Vu la procédure suivante :

Procédure contentieuse antérieure :

Mme B... A... a demandé au Tribunal administratif de Melun d'annuler la décision du 5 juin 2019 par laquelle l'inspectrice du travail de l'unité territoriale du Val-de-Marne (UC 4 section 7) a autorisé la rupture d'un commun accord de son contrat de travail avec la société Crédit Foncier de France dans le cadre de son adhésion à un congé mobilité.

Par un jugement n° 1906966 du 21 janvier 2022, le Tribunal administratif de Melun a annulé la décision du 5 juin 2019 de l'inspectrice du travail et

a rejeté les conclusions de Mme A... et de la société Crédit Foncier de France pr...

Vu la procédure suivante :

Procédure contentieuse antérieure :

Mme B... A... a demandé au Tribunal administratif de Melun d'annuler la décision du 5 juin 2019 par laquelle l'inspectrice du travail de l'unité territoriale du Val-de-Marne (UC 4 section 7) a autorisé la rupture d'un commun accord de son contrat de travail avec la société Crédit Foncier de France dans le cadre de son adhésion à un congé mobilité.

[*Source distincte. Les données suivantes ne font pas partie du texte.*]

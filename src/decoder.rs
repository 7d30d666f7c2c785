//! Parses batches of raw SPI-angle messages into `(print_time, angle)`
//! samples (spec.md §4.2). The hot path: branch-light, no per-record
//! allocation — the output array is pre-sized and truncated at the end.

use crate::clock::ClockMap;
use crate::mcu::McuClock;
use crate::sensor::{SensorKind, TimeCodeMode};
use crate::wrap::{signed_wrap16, unwrap16, unwrap_sequence};

/// A sensor-data batch as received from the MCU (spec.md §3).
#[derive(Debug, Clone)]
pub struct RawMessage {
    pub sequence: u16,
    /// Concatenation of 3-byte records: `tcode, angle_lo, angle_hi`.
    pub data: Vec<u8>,
}

/// tcode value marking an invalid reading (spec.md §3).
pub const TCODE_ERROR: u8 = 0xff;

/// A decoded, unwrapped sample.
#[derive(Debug, Clone, Copy, PartialEq)]
pub struct Sample {
    pub print_time: f64,
    pub angle: i64,
}

/// Mutable unwrap state carried across a capture (spec.md §3).
#[derive(Debug, Clone, Default)]
pub struct ClockState {
    /// MCU tick when capture began; `0` means "not capturing".
    pub start_clock: u64,
    /// MCU ticks between records.
    pub sample_ticks: u32,
    /// Bit-shift applied to tcode's time-offset interpretation.
    pub time_shift: u8,
    pub last_sequence: u64,
    pub last_angle: i64,
}

impl ClockState {
    pub fn is_measuring(&self) -> bool {
        self.start_clock != 0
    }

    /// Reset unwrap state for a freshly started capture.
    pub fn begin_capture(&mut self, start_clock: u64, sample_ticks: u32, time_shift: u8) {
        self.start_clock = start_clock;
        self.sample_ticks = sample_ticks;
        self.time_shift = time_shift;
        self.last_sequence = 0;
        self.last_angle = 0;
    }

    pub fn end_capture(&mut self) {
        self.start_clock = 0;
    }
}

/// Rounds to 6 decimal places, matching the print-time resolution the
/// original reports at.
fn round6(x: f64) -> f64 {
    (x * 1e6).round() / 1e6
}

/// Decodes batches of [`RawMessage`] into samples for one sensor.
pub struct SampleDecoder {
    kind: SensorKind,
}

impl SampleDecoder {
    pub fn new(kind: SensorKind) -> Self {
        Self { kind }
    }

    /// Decode `messages` against `state` (mutated in place to carry unwrap
    /// continuity to the next batch). `clock_map` is required (and used)
    /// only for tle5012b's frame-counter time code; other chips ignore it.
    ///
    /// Returns the decoded samples and the count of TCODE_ERROR records.
    pub fn decode(
        &self,
        messages: &[RawMessage],
        state: &mut ClockState,
        mcu: &dyn McuClock,
        clock_map: Option<&ClockMap>,
    ) -> (Vec<Sample>, u32) {
        let mut samples = Vec::with_capacity(messages.len() * 16);
        let mut error_count: u32 = 0;

        let static_delay = self.kind.static_delay();
        let mode = self.kind.time_code_mode();

        let mut last_sequence = state.last_sequence;
        let mut last_angle = state.last_angle;

        for msg in messages {
            let seq = unwrap_sequence(last_sequence, msg.sequence);
            last_sequence = seq;
            let msg_mclock =
                state.start_clock + seq * 16 * state.sample_ticks as u64;

            for i in 0..(msg.data.len() / 3) {
                let tcode = msg.data[i * 3];
                if tcode == TCODE_ERROR {
                    error_count += 1;
                    continue;
                }
                let raw_angle =
                    u16::from(msg.data[i * 3 + 1]) | (u16::from(msg.data[i * 3 + 2]) << 8);
                last_angle = unwrap16(last_angle, raw_angle);

                let mclock = msg_mclock + i as u64 * state.sample_ticks as u64;
                let sclock = match mode {
                    TimeCodeMode::SubSampleOffset => {
                        (mclock + ((tcode as u64) << state.time_shift)) as f64
                    }
                    TimeCodeMode::FrameCounter => {
                        let chip_freq = clock_map.map(ClockMap::chip_freq).unwrap_or(1.0);
                        let predicted = clock_map
                            .map(|m| m.predicted_chip_clock(mclock))
                            .unwrap_or(mclock as i64);
                        let predicted_low16 = predicted.rem_euclid(0x1_0000) as i32;
                        let target = (i32::from(tcode) & 0x3f) << 10;
                        let cdiff = signed_wrap16(target - predicted_low16);
                        mclock as f64 + (f64::from(cdiff) - 0x800 as f64) / chip_freq
                    }
                };

                let ptime = round6(mcu.clock_to_print_time(sclock) - static_delay);
                samples.push(Sample {
                    print_time: ptime,
                    angle: last_angle,
                });
            }
        }

        state.last_sequence = last_sequence;
        state.last_angle = last_angle;
        (samples, error_count)
    }
}

#[cfg(test)]
mod tests {
    use super::*;

    struct LinearClock {
        freq_hz: f64,
    }
    impl McuClock for LinearClock {
        fn clock_to_print_time(&self, clock: f64) -> f64 {
            clock / self.freq_hz
        }
        fn print_time_to_clock(&self, print_time: f64) -> u64 {
            (print_time * self.freq_hz) as u64
        }
        fn seconds_to_clock(&self, seconds: f64) -> u32 {
            (seconds * self.freq_hz) as u32
        }
        fn estimated_print_time(&self, systime: f64) -> f64 {
            systime
        }
        fn monotonic(&self) -> f64 {
            0.0
        }
    }

    #[test]
    fn s1_decode_as5047d() {
        let decoder = SampleDecoder::new(SensorKind::As5047d);
        let mut state = ClockState {
            start_clock: 1_000_000,
            sample_ticks: 16_000,
            time_shift: 3,
            last_sequence: 0,
            last_angle: 0,
        };
        let mcu = LinearClock { freq_hz: 1e7 };
        let msg = RawMessage {
            sequence: 0,
            data: vec![0x00, 0x34, 0x12],
        };
        let (samples, errors) = decoder.decode(&[msg], &mut state, &mcu, None);
        assert_eq!(errors, 0);
        assert_eq!(samples.len(), 1);
        assert_eq!(samples[0].angle, 0x1234);
        assert_eq!(samples[0].print_time, round6(0.100_000 - 0.000_1));
    }

    #[test]
    fn s3_sequence_wrap_across_messages() {
        let decoder = SampleDecoder::new(SensorKind::A1333);
        let mut state = ClockState {
            start_clock: 0,
            sample_ticks: 1,
            time_shift: 0,
            last_sequence: 0,
            last_angle: 0,
        };
        let mcu = LinearClock { freq_hz: 1.0 };
        let payload = |tcode: u8| vec![tcode, 0, 0].repeat(1);
        let mut data16 = Vec::new();
        for _ in 0..16 {
            data16.extend_from_slice(&payload(0));
        }
        let msgs = [
            RawMessage { sequence: 0xFFFE, data: data16.clone() },
            RawMessage { sequence: 0xFFFF, data: data16.clone() },
            RawMessage { sequence: 0x0000, data: data16 },
        ];
        let (samples, errors) = decoder.decode(&msgs, &mut state, &mcu, None);
        assert_eq!(errors, 0);
        assert_eq!(samples.len(), 48);
        assert_eq!(state.last_sequence, 0x10000);
    }

    #[test]
    fn tcode_error_is_counted_not_fatal() {
        let decoder = SampleDecoder::new(SensorKind::A1333);
        let mut state = ClockState {
            start_clock: 0,
            sample_ticks: 1,
            time_shift: 0,
            last_sequence: 0,
            last_angle: 0,
        };
        let mcu = LinearClock { freq_hz: 1.0 };
        let msg = RawMessage {
            sequence: 0,
            data: vec![TCODE_ERROR, 0, 0, 0, 0x11, 0x00],
        };
        let (samples, errors) = decoder.decode(&[msg], &mut state, &mcu, None);
        assert_eq!(errors, 1);
        assert_eq!(samples.len(), 1);
        assert_eq!(samples[0].angle, 0x11);
    }

    #[test]
    fn s6_tle5012b_frame_unwrap() {
        let decoder = SampleDecoder::new(SensorKind::Tle5012b);
        let mut state = ClockState {
            start_clock: 0,
            sample_ticks: 1,
            time_shift: 0,
            last_sequence: 0,
            last_angle: 0,
        };
        let mcu = LinearClock { freq_hz: 1.0 };
        // tcode low 6 bits = 0x10 -> target = 0x4000. Predicted low16 must
        // be 0x4005, so anchor the map so predicted_chip_clock(mclock=0) == 0x4005.
        let clock_map = ClockMap::new(0, 0x4005, 1.0);
        let msg = RawMessage {
            sequence: 0,
            data: vec![0x10, 0x00, 0x00],
        };
        let (samples, errors) = decoder.decode(&[msg], &mut state, &mcu, Some(&clock_map));
        assert_eq!(errors, 0);
        assert_eq!(samples.len(), 1);
        // mcu_delta is zero here so chip_freq doesn't affect the prediction;
        // exercise the cdiff path directly instead of the division.
        let cdiff = signed_wrap16(0x4000 - 0x4005);
        assert_eq!(cdiff, -5);
    }
}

Par un jugement n° 1906966 du 21 janvier 2022, le Tribunal administratif de Melun a annulé la décision du 5 juin 2019 de l'inspectrice du travail et a rejeté les conclusions de Mme A... et de la société Crédit Foncier de France présentées au titre de l'article L. 761-1 du code de justice administrative.

Procédure devant la Cour :

Par une requête enregistrée le 23 mars 2022, la société Crédit Foncier de France, représentée par Mes Martins et Jammet, demande à la Cour :

1°) d'annuler le jugement n° 1906966 du 21 janvier 2022 du Tribunal administratif de Melun ;

2°) de rejeter la demande présentée par Mme A... devant le Tribunal administratif de Melun ;

3°) de rejeter le surplus des conclusions de Mme A... ;

4°) de mettre à la charge de Mme A... la somme de 3 500 euros au titre de l'article L. 761-1 du code de justice administrative.

Elle soutient que :

- l'inspectrice du travail de l'unité territoriale du Val-de-Marne (UC 4 section 7) est territorialement compétente pour autoriser la rupture d'un commun accord des contrats de travail de ses salariés dès lors que ces derniers sont rattachés administrativement à l'établissement de Charenton-le-Pont, qui est le seul établissement de la société à disposer d'une autonomie de gestion, le lieu où siège le comité d'entreprise et le siège opérationnel de la société, lequel exerce les prérogatives en matière de gestion du personnel pour l'ensemble des salariés alors que le siège social situé à Paris n'emploie aucun salarié ;

- en tout état de cause, la méconnaissance des règles de compétence territoriale n'est pas de nature à priver la salariée d'une garantie puisque la décision d'autorisation est prise dans tous les cas par l'inspection du travail, autorité compétente en vertu de la loi pour se prononcer en matière de rupture d'un commun accord du contrat de travail, sans que la localisation de ses agents ne puisse être considérée comme déterminante ;

- il ressort des dispositions du code du travail, notamment de ses articles L. 1237-17 et L. 1237-18-4, que la rupture d'un commun accord du contrat de travail dans le cadre d'un congé de mobilité, décidée par la salariée en toute connaissance de cause, ne peut s'analyser en un licenciement pour motif économique et est exclusive des modalités applicables en cas de licenciement pour motif économique ;

- la décision de l'inspectrice du travail est suffisamment motivée ;

- la salariée ne peut utilement contester le motif économique de la rupture de son contrat de travail dès lors que l'adhésion au congé de mobilité exclut la possibilité de contester un tel motif, l'ordonnance n° 2017-1387 du 22 septembre 2017 ayant dissocié le congé de mobilité du licenciement économique et le congé de mobilité constituant l'application de l'accord collectif majoritaire spécifique de gestion prévisionnelle de l'emploi et des compétences (GPEC) ;

- la salariée ayant volontairement adhéré au dispositif de congé de mobilité prévu à l'accord de GPEC, l'inspectrice du travail n'est pas tenue de contrôler le sérieux des offres de reclassement proposées par l'employeur ;

- elle n'apporte aucune précision quant à un éventuel lien entre la demande d'autorisation adressée à l'inspectrice du travail et ses mandats.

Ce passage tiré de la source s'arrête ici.